Despite the emerging research in the effects of face mask wear on the ocular surface, there are still gaps in our understanding. There are millions of mask wearers in the world, but not everyone experiences dry eye symptoms, and even some people report an improvement in such symptoms when they wear a mask.

There are different types of masks, with different formats and upper fittings, which could have different consequences on the ocular surface. Face mask wearing time, the climate, previous ocular and general diseases, behavioral elements, occupation, and other sociodemographic factors should also be investigated in future studies. For example, quarantine related stress, depression and anxiety may also worsen dry eye disease and perhaps it should not be considered part of MADE. In this case, studies should be controlled for these factors in order to truly evaluate the prevalence and characteristics of MADE. More importantly, a clear definition of MADE with diagnostic criteria should be agreed on.

Furthermore, studies to characterize and quantify the microbial colonies on the face mask and determine the incidence of autoinoculation of such colonies are mandatory. The pathophysiologic mechanisms for the development of a dysbiotic microbiome should be elucidated [24]. Further, the role of mucins are to be investigated, as D'Souza et al. have presented the only results on the subject, without a clear pathophysiological explanation.

Long-term consequences of face mask use, especially in health care workers and patients with previous alterations of the ocular surface should be investigated, as up till now research has focused on short term effects. Preventive measures and possible treatments should be acknowledged. In this regard, supplementation with pre- and probiotics may present as a feasible and cost-effective approach to restore the microbiota and prevent ocular surface diseases.

11. Conclusions

As the current trends in the COVID-19 pandemic indicate the need for continued mask usage, at least in some settings or in cases of future pandemics, we are likely to observe an increase in ocular symptoms secondary to face mask use. Thus, greater knowledge of this condition and the possible underlying mechanisms will help us treat this condition more appropriately and design prevention strategies, particularly for more susceptible patients.

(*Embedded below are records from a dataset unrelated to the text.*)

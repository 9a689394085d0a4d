//! HTML fragments rendered while loading a result document.
//!
//! Each builder takes the raw (optional) text from the result document and
//! returns a ready-to-embed fragment. Absent or empty input always yields an
//! empty string.

/// Description phrases that get emphasis, with their CSS classes
const DESCRIPTION_PHRASES: [(&str, &str); 3] =
    [("As an", "feature-role"), ("I want to", "feature-action"), ("So that", "feature-value")];

/// Escape text for embedding in HTML element content.
///
/// Only `&`, `<` and `>` are rewritten; quotes and apostrophes pass through.
pub fn escape_text(text: &str) -> String {
    let mut out = String::with_capacity(text.len());
    for c in text.chars() {
        match c {
            '&' => out.push_str("&amp;"),
            '<' => out.push_str("&lt;"),
            '>' => out.push_str("&gt;"),
            _ => out.push(c),
        }
    }
    out
}

/// Escape text for embedding in a quoted HTML attribute value
pub fn escape_html(text: &str) -> String {
    let mut out = String::with_capacity(text.len());
    for c in text.chars() {
        match c {
            '&' => out.push_str("&amp;"),
            '<' => out.push_str("&lt;"),
            '>' => out.push_str("&gt;"),
            '"' => out.push_str("&quot;"),
            '\'' => out.push_str("&#39;"),
            _ => out.push(c),
        }
    }
    out
}

fn present(item: Option<&str>) -> Option<&str> {
    item.filter(|s| !s.is_empty())
}

/// Feature heading line
pub fn feature_name(name: Option<&str>) -> String {
    match present(name) {
        Some(name) => format!(
            "<div class=\"feature-line\"><span class=\"feature-keyword\">Feature:</span> {}</div>",
            escape_text(name)
        ),
        None => String::new(),
    }
}

/// Feature description with the narrative phrases emphasized and line breaks kept
pub fn feature_description(description: Option<&str>) -> String {
    let Some(description) = present(description) else {
        return String::new();
    };

    let mut content = escape_text(&description.replace("\r\n", "\n"));
    for (phrase, class) in DESCRIPTION_PHRASES {
        content = emphasize_first_line(&content, phrase, class);
    }

    format!("<div class=\"feature-description\">{}</div>", content.replace('\n', "<br/>"))
}

/// Wrap `phrase` in a span on the first line that starts with it
fn emphasize_first_line(text: &str, phrase: &str, class: &str) -> String {
    let mut done = false;
    text.split('\n')
        .map(|line| {
            let trimmed = line.trim_start();
            if !done && trimmed.starts_with(phrase) {
                done = true;
                let indent = &line[..line.len() - trimmed.len()];
                format!("{}<span class=\"{}\">{}</span>{}", indent, class, phrase, &trimmed[phrase.len()..])
            } else {
                line.to_string()
            }
        })
        .collect::<Vec<_>>()
        .join("\n")
}

/// Comma-separated tag list
pub fn tags(names: &[&str]) -> String {
    let names: Vec<String> = names.iter().filter(|n| !n.is_empty()).map(|n| escape_text(n)).collect();
    if names.is_empty() {
        return String::new();
    }
    format!("<div class=\"feature-tags\">{}</div>", names.join(","))
}

/// Scenario keyword and name; either part may be missing
pub fn scenario_name(keyword: Option<&str>, name: Option<&str>) -> String {
    let mut content = String::new();
    if let Some(keyword) = present(keyword) {
        content.push_str(&format!("<span class=\"scenario-keyword\">{}: </span>", escape_text(keyword)));
    }
    if let Some(name) = present(name) {
        content.push_str(&format!("<span class=\"scenario-name\">{}</span>", escape_text(name)));
    }
    content
}

/// Step keyword and text; rendered only when both are present
pub fn step_name(keyword: Option<&str>, name: Option<&str>) -> String {
    match (present(keyword), present(name)) {
        (Some(keyword), Some(name)) => format!(
            "<span class=\"step-keyword\">{}</span><span class=\"step-name\">{}</span>",
            escape_text(keyword),
            escape_text(name)
        ),
        _ => String::new(),
    }
}

#[cfg(test)]
#[path = "fragment_test.rs"]
mod fragment_test;
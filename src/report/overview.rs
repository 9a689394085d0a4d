//! Overview page: chart placeholder plus one statistics row per feature.

use super::page;
use super::table;
use super::types::RenderContext;
use super::CHART_FILE;
use crate::stats::Statistics;

/// Render the overview page for the whole run
pub fn render_overview(stats: &Statistics, ctx: &RenderContext) -> String {
    let mut html = page::page_head("Feature Overview");
    html.push_str(&page::body_header(
        ctx,
        "Feature Overview",
        "The following graph shows number of steps passing, failing and skipped for this build:",
        false,
    ));
    html.push_str("<div class=\"container_12\">\n<div class=\"grid_9\">\n");
    html.push_str(&format!(
        "<div style=\"text-align:center;\"><div id=\"feature-chart\" class=\"chart\" data-chart-source=\"{}\"></div></div>\n",
        CHART_FILE
    ));
    html.push_str("<br/>\n<div class=\"grid_12 hr\"></div>\n<div>\n");

    html.push_str(&table::table_header());
    for feature in &stats.features {
        html.push_str(&table::feature_row(ctx, feature));
    }
    html.push_str(&table::totals_row(&stats.totals));
    html.push_str(table::table_footer());

    html.push_str("</div>\n</div>\n</div>\n");
    html.push_str(&page::footer(ctx));
    html
}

The rise in complaints of dry eye symptoms during the COVID-19 pandemic is most likely multifactorial. In addition, face masks may have different effects in different individuals. Multiple variables may be involved in the magnitude of the effect of face-masks on the ocular surface, such as dry eye disease severity, concomitant ocular pathologies, air humidity, hours with face-mask and type of face-mask [88]. Effects of long-term use of face mask on the ocular surface are still unknown as is the impact on visual, physical, and psychological functioning.

Despite common MADE symptoms in many patients, frequent wearing of face masks should not be dissuaded, as it is a crucial protective factor against COVID-19 and other respiratory viruses’ transmission. Instead, awareness among ophthalmologists of this condition and possible measures should be increased.